Given records: Begin
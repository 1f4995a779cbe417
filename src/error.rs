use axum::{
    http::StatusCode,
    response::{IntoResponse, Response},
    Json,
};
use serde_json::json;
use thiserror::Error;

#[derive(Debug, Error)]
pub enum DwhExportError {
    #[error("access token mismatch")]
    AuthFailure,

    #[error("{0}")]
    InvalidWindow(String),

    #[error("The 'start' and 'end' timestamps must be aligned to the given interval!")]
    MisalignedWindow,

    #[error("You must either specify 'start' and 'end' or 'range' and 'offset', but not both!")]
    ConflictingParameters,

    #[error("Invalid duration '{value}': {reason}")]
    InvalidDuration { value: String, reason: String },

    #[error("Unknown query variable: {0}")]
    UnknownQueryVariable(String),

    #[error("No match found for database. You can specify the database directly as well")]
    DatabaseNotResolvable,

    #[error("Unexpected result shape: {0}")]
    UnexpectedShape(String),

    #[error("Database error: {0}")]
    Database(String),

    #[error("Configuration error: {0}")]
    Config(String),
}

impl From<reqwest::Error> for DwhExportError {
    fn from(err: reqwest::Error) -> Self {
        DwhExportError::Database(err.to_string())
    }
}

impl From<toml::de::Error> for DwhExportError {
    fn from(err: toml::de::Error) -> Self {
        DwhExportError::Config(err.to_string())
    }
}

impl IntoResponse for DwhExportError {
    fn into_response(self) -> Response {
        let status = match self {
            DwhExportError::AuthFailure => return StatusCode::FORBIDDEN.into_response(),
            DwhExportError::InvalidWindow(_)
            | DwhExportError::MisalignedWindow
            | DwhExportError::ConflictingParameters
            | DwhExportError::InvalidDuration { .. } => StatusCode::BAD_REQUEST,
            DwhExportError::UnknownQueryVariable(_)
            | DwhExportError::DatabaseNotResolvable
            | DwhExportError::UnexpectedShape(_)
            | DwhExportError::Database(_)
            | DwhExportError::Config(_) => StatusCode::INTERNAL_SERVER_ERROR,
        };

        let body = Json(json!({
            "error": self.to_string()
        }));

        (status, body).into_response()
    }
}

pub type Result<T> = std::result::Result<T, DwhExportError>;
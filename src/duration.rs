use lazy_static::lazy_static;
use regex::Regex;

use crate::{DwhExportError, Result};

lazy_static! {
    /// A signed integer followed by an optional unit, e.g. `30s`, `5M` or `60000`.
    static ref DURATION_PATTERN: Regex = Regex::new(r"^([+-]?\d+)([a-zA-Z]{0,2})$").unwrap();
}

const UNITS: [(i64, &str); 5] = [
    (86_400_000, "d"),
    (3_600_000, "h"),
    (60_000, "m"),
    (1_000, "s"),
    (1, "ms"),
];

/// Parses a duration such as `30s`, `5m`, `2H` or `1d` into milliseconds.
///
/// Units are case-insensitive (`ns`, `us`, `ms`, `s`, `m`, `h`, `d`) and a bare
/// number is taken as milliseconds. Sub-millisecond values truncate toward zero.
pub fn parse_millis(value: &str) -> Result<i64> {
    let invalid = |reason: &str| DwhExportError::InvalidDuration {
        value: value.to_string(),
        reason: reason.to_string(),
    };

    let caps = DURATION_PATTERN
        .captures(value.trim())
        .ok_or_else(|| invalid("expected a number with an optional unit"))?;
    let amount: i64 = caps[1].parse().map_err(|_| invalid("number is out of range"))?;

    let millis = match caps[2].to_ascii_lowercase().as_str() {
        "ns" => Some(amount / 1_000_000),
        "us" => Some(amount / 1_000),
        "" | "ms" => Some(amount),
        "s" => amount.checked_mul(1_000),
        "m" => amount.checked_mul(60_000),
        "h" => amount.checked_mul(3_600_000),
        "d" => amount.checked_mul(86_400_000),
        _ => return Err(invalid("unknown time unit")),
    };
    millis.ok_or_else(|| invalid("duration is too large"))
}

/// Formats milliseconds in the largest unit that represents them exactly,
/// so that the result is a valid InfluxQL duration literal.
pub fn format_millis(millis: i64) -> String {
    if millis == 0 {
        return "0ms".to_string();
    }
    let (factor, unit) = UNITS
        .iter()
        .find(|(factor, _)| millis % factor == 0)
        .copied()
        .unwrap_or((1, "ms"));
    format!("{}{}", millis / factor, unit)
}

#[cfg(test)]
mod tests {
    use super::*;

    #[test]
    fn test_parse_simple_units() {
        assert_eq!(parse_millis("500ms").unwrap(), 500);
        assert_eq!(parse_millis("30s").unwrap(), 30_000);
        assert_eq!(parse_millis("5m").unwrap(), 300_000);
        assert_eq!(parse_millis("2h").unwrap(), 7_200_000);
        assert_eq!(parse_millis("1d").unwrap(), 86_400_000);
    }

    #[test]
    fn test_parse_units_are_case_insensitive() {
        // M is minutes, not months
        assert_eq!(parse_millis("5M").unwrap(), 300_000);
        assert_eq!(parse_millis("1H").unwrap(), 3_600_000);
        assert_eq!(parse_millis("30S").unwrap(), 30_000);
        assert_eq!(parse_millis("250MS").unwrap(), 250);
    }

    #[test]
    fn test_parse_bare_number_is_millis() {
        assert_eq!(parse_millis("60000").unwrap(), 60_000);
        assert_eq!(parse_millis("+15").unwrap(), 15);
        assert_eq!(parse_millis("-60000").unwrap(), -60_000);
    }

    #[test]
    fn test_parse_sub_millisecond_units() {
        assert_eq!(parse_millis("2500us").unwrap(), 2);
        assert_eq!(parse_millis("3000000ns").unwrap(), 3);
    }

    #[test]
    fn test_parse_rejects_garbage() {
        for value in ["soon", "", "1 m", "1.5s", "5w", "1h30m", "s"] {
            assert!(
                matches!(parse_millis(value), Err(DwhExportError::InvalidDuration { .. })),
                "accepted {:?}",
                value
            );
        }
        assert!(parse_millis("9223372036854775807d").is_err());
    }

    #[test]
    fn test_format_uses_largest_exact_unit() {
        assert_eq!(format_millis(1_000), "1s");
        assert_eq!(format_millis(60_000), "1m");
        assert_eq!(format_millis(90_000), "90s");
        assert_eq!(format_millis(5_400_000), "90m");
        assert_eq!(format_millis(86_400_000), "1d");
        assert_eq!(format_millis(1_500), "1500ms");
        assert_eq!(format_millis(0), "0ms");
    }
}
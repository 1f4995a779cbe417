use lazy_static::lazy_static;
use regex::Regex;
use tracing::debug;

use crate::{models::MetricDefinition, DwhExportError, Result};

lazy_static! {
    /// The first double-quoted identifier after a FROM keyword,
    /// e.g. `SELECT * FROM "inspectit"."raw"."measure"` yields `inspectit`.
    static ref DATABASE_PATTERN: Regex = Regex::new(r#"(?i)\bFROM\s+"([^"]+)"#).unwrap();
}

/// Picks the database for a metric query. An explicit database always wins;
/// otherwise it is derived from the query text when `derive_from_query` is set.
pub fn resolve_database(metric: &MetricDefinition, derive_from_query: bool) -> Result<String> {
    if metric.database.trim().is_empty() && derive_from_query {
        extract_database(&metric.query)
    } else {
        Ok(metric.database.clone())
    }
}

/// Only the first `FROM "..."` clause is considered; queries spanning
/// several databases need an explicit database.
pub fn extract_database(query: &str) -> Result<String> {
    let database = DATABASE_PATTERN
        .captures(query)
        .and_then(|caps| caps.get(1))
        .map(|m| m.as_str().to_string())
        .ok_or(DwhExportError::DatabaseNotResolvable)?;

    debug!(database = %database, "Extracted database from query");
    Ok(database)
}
Given records: End
Start at the line with "if metric.database.trim().is_empty() &&" and stop at the end of the records. Write those lines out exactly and add nothing.

## Exercise answer
    if metric.database.trim().is_empty() && derive_from_query {
        extract_database(&metric.query)
    } else {
        Ok(metric.database.clone())
    }
}

/// Only the first `FROM "..."` clause is considered; queries spanning
/// several databases need an explicit database.
pub fn extract_database(query: &str) -> Result<String> {
    let database = DATABASE_PATTERN
        .captures(query)
        .and_then(|caps| caps.get(1))
        .map(|m| m.as_str().to_string())
        .ok_or(DwhExportError::DatabaseNotResolvable)?;

    debug!(database = %database, "Extracted database from query");
    Ok(database)
}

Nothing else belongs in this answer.